* Provided information:
//! HTTP Server Configuration
//!
//! Configuration for the streamable HTTP MCP transport.

use std::net::SocketAddr;

/// HTTP server configuration
///
/// ## Environment Variables
///
/// - `HTTP_HOST`: Server bind address (default: 127.0.0.1)
/// - `HTTP_PORT`: Server port (default: 8897)
/// - `HTTP_MAX_SESSIONS`: Max concurrent MCP sessions (default: 50)
#[derive(Debug, Clone)]
pub struct HttpConfig {
    /// Server bind address
    pub addr: SocketAddr,

    /// Maximum concurrent sessions
    pub max_sessions: usize,
}

impl HttpConfig {
    /// Load HTTP configuration from environment variables
    ///
    /// # Errors
    ///
    /// Returns error if any variable holds an unparsable value
    pub fn from_env() -> Result<Self, Box<dyn std::error::Error>> {
        let host = std::env::var("HTTP_HOST").unwrap_or_else(|_| "127.0.0.1".to_string());
        let port: u16 = std::env::var("HTTP_PORT")
            .unwrap_or_else(|_| "8897".to_string())
            .parse()?;

        let max_sessions: usize = std::env::var("HTTP_MAX_SESSIONS")
            .unwrap_or_else(|_| "50".to_string())
            .parse()?;

        Ok(Self {
            addr: format!("{}:{}", host, port).parse()?,
            max_sessions,
        })
    }

    /// Replace the port, keeping the configured host
    pub fn with_port(mut self, port: u16) -> Self {
        self.addr.set_port(port);
        self
    }
}

#[cfg(test)]
mod tests {
    use super::*;

    #[test]
    fn test_default_values() {
        // SAFETY: Test-only code, no other test in this crate touches these variables
        unsafe {
            std::env::remove_var("HTTP_HOST");
            std::env::remove_var("HTTP_PORT");
            std::env::remove_var("HTTP_MAX_SESSIONS");
        }

        let config = HttpConfig::from_env().expect("Failed to load config");

        assert_eq!(config.addr.to_string(), "127.0.0.1:8897");
        assert_eq!(config.max_sessions, 50);
    }

    #[test]
    fn test_with_port() {
        let config = HttpConfig {
            addr: "127.0.0.1:8897".parse().unwrap(),
            max_sessions: 50,
        }
        .with_port(9100);

        assert_eq!(config.addr.to_string(), "127.0.0.1:9100");
    }
}
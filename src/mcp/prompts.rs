//! MCP prompt templates
//!
//! Pure text generation, no I/O.

use crate::symbols::DEFAULT_SYMBOLS;

use super::types::{CryptoSummaryArgs, NoArgs};

/// "For btc/bitcoin, the symbol is BTCUSDT." lines from the built-in table
fn symbol_guide() -> String {
    let mut groups: Vec<(Vec<&str>, &str)> = Vec::new();
    for (name, symbol) in DEFAULT_SYMBOLS {
        match groups.iter_mut().find(|(_, s)| *s == *symbol) {
            Some((names, _)) => names.push(*name),
            None => groups.push((vec![*name], *symbol)),
        }
    }

    groups
        .iter()
        .map(|(names, symbol)| format!("For {}, the symbol is {}.", names.join("/"), symbol))
        .collect::<Vec<_>>()
        .join("\n")
}

pub fn executive_summary(_args: NoArgs) -> String {
    r#"Get the prices of the following crypto assets: btc, eth

Provide me with an executive summary including the
two-sentence summary of the crypto asset, the current price,
the price change in the last 24 hours, and the percentage change
in the last 24 hours.

When using the get_price and get_price_24hr_change tools,
use the symbol as the argument.

Symbols: For bitcoin/btc, the symbol is "BTCUSDT".
Symbols: For ethereum/eth, the symbol is "ETHUSDT"."#
        .to_string()
}

pub fn crypto_summary(args: CryptoSummaryArgs) -> String {
    let assets = args
        .cryptos
        .split(',')
        .map(str::trim)
        .filter(|asset| !asset.is_empty())
        .collect::<Vec<_>>()
        .join(", ");

    format!(
        r#"Get the current price of the following crypto assets:
{}

If multiple assets are provided (separated by commas), get data for each one.
Provide a summary including the current price and price change in the last 24 hours for each asset.

When using the get_price and get_price_24hr_change tools, use the symbol as the argument.

Symbol mappings:
{}

Format the output as a clean summary for each asset."#,
        assets,
        symbol_guide()
    )
}

#[cfg(test)]
mod tests {
    use super::*;

    #[test]
    fn test_symbol_guide_groups_aliases() {
        let guide = symbol_guide();
        assert!(guide.contains("For btc/bitcoin, the symbol is BTCUSDT."));
        assert!(guide.contains("For doge, the symbol is DOGEUSDT."));
        assert_eq!(guide.lines().count(), 21);
    }

    #[test]
    fn test_crypto_summary_normalizes_list() {
        let text = crypto_summary(CryptoSummaryArgs {
            cryptos: " btc,eth ,, sol ".to_string(),
        });
        assert!(text.starts_with("Get the current price of the following crypto assets:\nbtc, eth, sol\n"));
    }

    #[test]
    fn test_executive_summary_fixed_assets() {
        let text = executive_summary(NoArgs::default());
        assert!(text.contains("btc, eth"));
        assert!(text.contains("BTCUSDT"));
        assert!(text.contains("ETHUSDT"));
    }
}
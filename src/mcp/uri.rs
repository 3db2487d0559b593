//! Resource URI templates
//!
//! Templates are matched segment by segment on `/`. A `{name}` segment binds
//! any non-empty segment; every other segment must match literally.

use std::collections::HashMap;

/// Parameters bound by a matched template
pub type UriParams = HashMap<String, String>;

#[derive(Debug, Clone, PartialEq, Eq)]
enum Segment {
    Literal(String),
    Param(String),
}

#[derive(Debug, Clone, PartialEq, Eq)]
pub struct UriTemplate {
    raw: String,
    segments: Vec<Segment>,
}

impl UriTemplate {
    pub fn new(template: &str) -> Self {
        let segments = template
            .split('/')
            .map(|segment| {
                match segment
                    .strip_prefix('{')
                    .and_then(|rest| rest.strip_suffix('}'))
                {
                    Some(name) if !name.is_empty() => Segment::Param(name.to_string()),
                    _ => Segment::Literal(segment.to_string()),
                }
            })
            .collect();

        Self {
            raw: template.to_string(),
            segments,
        }
    }

    pub fn as_str(&self) -> &str {
        &self.raw
    }

    /// True when the template has no placeholders (a concrete URI)
    pub fn is_concrete(&self) -> bool {
        self.segments
            .iter()
            .all(|segment| matches!(segment, Segment::Literal(_)))
    }

    /// Match a URI, returning the bound parameters
    pub fn matches(&self, uri: &str) -> Option<UriParams> {
        let parts: Vec<&str> = uri.split('/').collect();
        if parts.len() != self.segments.len() {
            return None;
        }

        let mut params = UriParams::new();
        for (segment, part) in self.segments.iter().zip(parts) {
            match segment {
                Segment::Literal(literal) if literal == part => {}
                Segment::Param(name) if !part.is_empty() => {
                    params.insert(name.clone(), part.to_string());
                }
                _ => return None,
            }
        }
        Some(params)
    }
}

#[cfg(test)]
mod tests {
    use super::*;

    #[test]
    fn test_concrete_match() {
        let template = UriTemplate::new("memory://symbol_map");
        assert!(template.is_concrete());
        assert_eq!(template.matches("memory://symbol_map"), Some(UriParams::new()));
        assert_eq!(template.matches("memory://activity_log"), None);
    }

    #[test]
    fn test_param_binding() {
        let template = UriTemplate::new("resource://crypto_price/{symbol}");
        assert!(!template.is_concrete());

        let params = template.matches("resource://crypto_price/BTCUSDT").unwrap();
        assert_eq!(params.get("symbol").map(String::as_str), Some("BTCUSDT"));
    }

    #[test]
    fn test_param_requires_segment() {
        let template = UriTemplate::new("resource://crypto_price/{symbol}");
        assert_eq!(template.matches("resource://crypto_price/"), None);
        assert_eq!(template.matches("resource://crypto_price"), None);
        assert_eq!(template.matches("resource://crypto_price/btc/extra"), None);
        assert_eq!(template.matches("resource://other/btc"), None);
    }
}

* Work order: Retype every line above with nothing changed.

* Solution for this problem:
//! HTTP Server Configuration
//!
//! Configuration for the streamable HTTP MCP transport.

use std::net::SocketAddr;

/// HTTP server configuration
///
/// ## Environment Variables
///
/// - `HTTP_HOST`: Server bind address (default: 127.0.0.1)
/// - `HTTP_PORT`: Server port (default: 8897)
/// - `HTTP_MAX_SESSIONS`: Max concurrent MCP sessions (default: 50)
#[derive(Debug, Clone)]
pub struct HttpConfig {
    /// Server bind address
    pub addr: SocketAddr,

    /// Maximum concurrent sessions
    pub max_sessions: usize,
}

impl HttpConfig {
    /// Load HTTP configuration from environment variables
    ///
    /// # Errors
    ///
    /// Returns error if any variable holds an unparsable value
    pub fn from_env() -> Result<Self, Box<dyn std::error::Error>> {
        let host = std::env::var("HTTP_HOST").unwrap_or_else(|_| "127.0.0.1".to_string());
        let port: u16 = std::env::var("HTTP_PORT")
            .unwrap_or_else(|_| "8897".to_string())
            .parse()?;

        let max_sessions: usize = std::env::var("HTTP_MAX_SESSIONS")
            .unwrap_or_else(|_| "50".to_string())
            .parse()?;

        Ok(Self {
            addr: format!("{}:{}", host, port).parse()?,
            max_sessions,
        })
    }

    /// Replace the port, keeping the configured host
    pub fn with_port(mut self, port: u16) -> Self {
        self.addr.set_port(port);
        self
    }
}

#[cfg(test)]
mod tests {
    use super::*;

    #[test]
    fn test_default_values() {
        // SAFETY: Test-only code, no other test in this crate touches these variables
        unsafe {
            std::env::remove_var("HTTP_HOST");
            std::env::remove_var("HTTP_PORT");
            std::env::remove_var("HTTP_MAX_SESSIONS");
        }

        let config = HttpConfig::from_env().expect("Failed to load config");

        assert_eq!(config.addr.to_string(), "127.0.0.1:8897");
        assert_eq!(config.max_sessions, 50);
    }

    #[test]
    fn test_with_port() {
        let config = HttpConfig {
            addr: "127.0.0.1:8897".parse().unwrap(),
            max_sessions: 50,
        }
        .with_port(9100);

        assert_eq!(config.addr.to_string(), "127.0.0.1:9100");
    }
}
filename src/mcp/prompts.rs
//! MCP prompt templates
//!
//! Pure text generation, no I/O.

use crate::symbols::DEFAULT_SYMBOLS;

use super::types::{CryptoSummaryArgs, NoArgs};

/// "For btc/bitcoin, the symbol is BTCUSDT." lines from the built-in table
fn symbol_guide() -> String {
    let mut groups: Vec<(Vec<&str>, &str)> = Vec::new();
    for (name, symbol) in DEFAULT_SYMBOLS {
        match groups.iter_mut().find(|(_, s)| *s == *symbol) {
            Some((names, _)) => names.push(*name),
            None => groups.push((vec![*name], *symbol)),
        }
    }

    groups
        .iter()
        .map(|(names, symbol)| format!("For {}, the symbol is {}.", names.join("/"), symbol))
        .collect::<Vec<_>>()
        .join("\n")
}

pub fn executive_summary(_args: NoArgs) -> String {
    r#"Get the prices of the following crypto assets: btc, eth

Provide me with an executive summary including the
two-sentence summary of the crypto asset, the current price,
the price change in the last 24 hours, and the percentage change
in the last 24 hours.

When using the get_price and get_price_24hr_change tools,
use the symbol as the argument.

Symbols: For bitcoin/btc, the symbol is "BTCUSDT".
Symbols: For ethereum/eth, the symbol is "ETHUSDT"."#
        .to_string()
}

pub fn crypto_summary(args: CryptoSummaryArgs) -> String {
    let assets = args
        .cryptos
        .split(',')
        .map(str::trim)
        .filter(|asset| !asset.is_empty())
        .collect::<Vec<_>>()
        .join(", ");

    format!(
        r#"Get the current price of the following crypto assets:
{}

If multiple assets are provided (separated by commas), get data for each one.
Provide a summary including the current price and price change in the last 24 hours for each asset.

When using the get_price and get_price_24hr_change tools, use the symbol as the argument.

Symbol mappings:
{}

Format the output as a clean summary for each asset."#,
        assets,
        symbol_guide()
    )
}

#[cfg(test)]
mod tests {
    use super::*;

    #[test]
    fn test_symbol_guide_groups_aliases() {
        let guide = symbol_guide();
        assert!(guide.contains("For btc/bitcoin, the symbol is BTCUSDT."));
        assert!(guide.contains("For doge, the symbol is DOGEUSDT."));
        assert_eq!(guide.lines().count(), 21);
    }

    #[test]
    fn test_crypto_summary_normalizes_list() {
        let text = crypto_summary(CryptoSummaryArgs {
            cryptos: " btc,eth ,, sol ".to_string(),
        });
        assert!(text.starts_with("Get the current price of the following crypto assets:\nbtc, eth, sol\n"));
    }

    #[test]
    fn test_executive_summary_fixed_assets() {
        let text = executive_summary(NoArgs::default());
        assert!(text.contains("btc, eth"));
        assert!(text.contains("BTCUSDT"));
        assert!(text.contains("ETHUSDT"));
    }
}
filename src/mcp/uri.rs
repository 3db2487d0559b593
//! Resource URI templates
//!
//! Templates are matched segment by segment on `/`. A `{name}` segment binds
//! any non-empty segment; every other segment must match literally.

use std::collections::HashMap;

/// Parameters bound by a matched template
pub type UriParams = HashMap<String, String>;

#[derive(Debug, Clone, PartialEq, Eq)]
enum Segment {
    Literal(String),
    Param(String),
}

#[derive(Debug, Clone, PartialEq, Eq)]
pub struct UriTemplate {
    raw: String,
    segments: Vec<Segment>,
}

impl UriTemplate {
    pub fn new(template: &str) -> Self {
        let segments = template
            .split('/')
            .map(|segment| {
                match segment
                    .strip_prefix('{')
                    .and_then(|rest| rest.strip_suffix('}'))
                {
                    Some(name) if !name.is_empty() => Segment::Param(name.to_string()),
                    _ => Segment::Literal(segment.to_string()),
                }
            })
            .collect();

        Self {
            raw: template.to_string(),
            segments,
        }
    }

    pub fn as_str(&self) -> &str {
        &self.raw
    }

    /// True when the template has no placeholders (a concrete URI)
    pub fn is_concrete(&self) -> bool {
        self.segments
            .iter()
            .all(|segment| matches!(segment, Segment::Literal(_)))
    }

    /// Match a URI, returning the bound parameters
    pub fn matches(&self, uri: &str) -> Option<UriParams> {
        let parts: Vec<&str> = uri.split('/').collect();
        if parts.len() != self.segments.len() {
            return None;
        }

        let mut params = UriParams::new();
        for (segment, part) in self.segments.iter().zip(parts) {
            match segment {
                Segment::Literal(literal) if literal == part => {}
                Segment::Param(name) if !part.is_empty() => {
                    params.insert(name.clone(), part.to_string());
                }
                _ => return None,
            }
        }
        Some(params)
    }
}

#[cfg(test)]
mod tests {
    use super::*;

    #[test]
    fn test_concrete_match() {
        let template = UriTemplate::new("memory://symbol_map");
        assert!(template.is_concrete());
        assert_eq!(template.matches("memory://symbol_map"), Some(UriParams::new()));
        assert_eq!(template.matches("memory://activity_log"), None);
    }

    #[test]
    fn test_param_binding() {
        let template = UriTemplate::new("resource://crypto_price/{symbol}");
        assert!(!template.is_concrete());

        let params = template.matches("resource://crypto_price/BTCUSDT").unwrap();
        assert_eq!(params.get("symbol").map(String::as_str), Some("BTCUSDT"));
    }

    #[test]
    fn test_param_requires_segment() {
        let template = UriTemplate::new("resource://crypto_price/{symbol}");
        assert_eq!(template.matches("resource://crypto_price/"), None);
        assert_eq!(template.matches("resource://crypto_price"), None);
        assert_eq!(template.matches("resource://crypto_price/btc/extra"), None);
        assert_eq!(template.matches("resource://other/btc"), None);
    }
}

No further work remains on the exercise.